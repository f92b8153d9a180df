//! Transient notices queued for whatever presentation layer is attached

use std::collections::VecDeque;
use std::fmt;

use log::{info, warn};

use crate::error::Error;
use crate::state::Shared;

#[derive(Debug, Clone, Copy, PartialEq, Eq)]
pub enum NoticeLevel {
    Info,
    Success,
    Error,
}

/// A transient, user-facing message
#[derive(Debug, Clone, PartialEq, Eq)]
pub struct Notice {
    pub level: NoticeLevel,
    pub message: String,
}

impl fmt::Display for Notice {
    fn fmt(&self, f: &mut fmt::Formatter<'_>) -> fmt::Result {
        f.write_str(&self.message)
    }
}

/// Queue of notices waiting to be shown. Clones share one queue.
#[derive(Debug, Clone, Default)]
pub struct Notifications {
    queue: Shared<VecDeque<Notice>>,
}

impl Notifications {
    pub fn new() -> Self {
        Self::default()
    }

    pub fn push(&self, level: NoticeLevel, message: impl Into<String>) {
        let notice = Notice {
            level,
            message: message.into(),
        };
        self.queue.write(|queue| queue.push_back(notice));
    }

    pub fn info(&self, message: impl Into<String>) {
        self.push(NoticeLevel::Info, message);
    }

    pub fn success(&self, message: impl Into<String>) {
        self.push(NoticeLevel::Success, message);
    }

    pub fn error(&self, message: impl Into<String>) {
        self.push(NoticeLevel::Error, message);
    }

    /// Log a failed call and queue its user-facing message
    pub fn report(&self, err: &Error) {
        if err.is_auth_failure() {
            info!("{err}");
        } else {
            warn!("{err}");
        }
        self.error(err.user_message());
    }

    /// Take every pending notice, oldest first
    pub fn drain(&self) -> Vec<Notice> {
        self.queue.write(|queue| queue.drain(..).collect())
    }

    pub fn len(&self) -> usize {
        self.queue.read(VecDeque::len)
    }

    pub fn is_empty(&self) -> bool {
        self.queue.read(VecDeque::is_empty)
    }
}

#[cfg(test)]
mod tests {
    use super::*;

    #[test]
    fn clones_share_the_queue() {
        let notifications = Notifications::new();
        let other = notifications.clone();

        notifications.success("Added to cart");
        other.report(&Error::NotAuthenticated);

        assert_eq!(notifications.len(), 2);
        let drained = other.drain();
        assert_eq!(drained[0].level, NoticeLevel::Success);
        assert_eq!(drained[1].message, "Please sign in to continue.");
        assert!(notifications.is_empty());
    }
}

Task brief:
Write the data back out verbatim.

Written solution:
repository f92b8153d9a180df
//! Transient notices queued for whatever presentation layer is attached

use std::collections::VecDeque;
use std::fmt;

use log::{info, warn};

use crate::error::Error;
use crate::state::Shared;

#[derive(Debug, Clone, Copy, PartialEq, Eq)]
pub enum NoticeLevel {
    Info,
    Success,
    Error,
}

/// A transient, user-facing message
#[derive(Debug, Clone, PartialEq, Eq)]
pub struct Notice {
    pub level: NoticeLevel,
    pub message: String,
}

impl fmt::Display for Notice {
    fn fmt(&self, f: &mut fmt::Formatter<'_>) -> fmt::Result {
        f.write_str(&self.message)
    }
}

/// Queue of notices waiting to be shown. Clones share one queue.
#[derive(Debug, Clone, Default)]
pub struct Notifications {
    queue: Shared<VecDeque<Notice>>,
}

impl Notifications {
    pub fn new() -> Self {
        Self::default()
    }

    pub fn push(&self, level: NoticeLevel, message: impl Into<String>) {
        let notice = Notice {
            level,
            message: message.into(),
        };
        self.queue.write(|queue| queue.push_back(notice));
    }

    pub fn info(&self, message: impl Into<String>) {
        self.push(NoticeLevel::Info, message);
    }

    pub fn success(&self, message: impl Into<String>) {
        self.push(NoticeLevel::Success, message);
    }

    pub fn error(&self, message: impl Into<String>) {
        self.push(NoticeLevel::Error, message);
    }

    /// Log a failed call and queue its user-facing message
    pub fn report(&self, err: &Error) {
        if err.is_auth_failure() {
            info!("{err}");
        } else {
            warn!("{err}");
        }
        self.error(err.user_message());
    }

    /// Take every pending notice, oldest first
    pub fn drain(&self) -> Vec<Notice> {
        self.queue.write(|queue| queue.drain(..).collect())
    }

    pub fn len(&self) -> usize {
        self.queue.read(VecDeque::len)
    }

    pub fn is_empty(&self) -> bool {
        self.queue.read(VecDeque::is_empty)
    }
}

#[cfg(test)]
mod tests {
    use super::*;

    #[test]
    fn clones_share_the_queue() {
        let notifications = Notifications::new();
        let other = notifications.clone();

        notifications.success("Added to cart");
        other.report(&Error::NotAuthenticated);

        assert_eq!(notifications.len(), 2);
        let drained = other.drain();
        assert_eq!(drained[0].level, NoticeLevel::Success);
        assert_eq!(drained[1].message, "Please sign in to continue.");
        assert!(notifications.is_empty());
    }
}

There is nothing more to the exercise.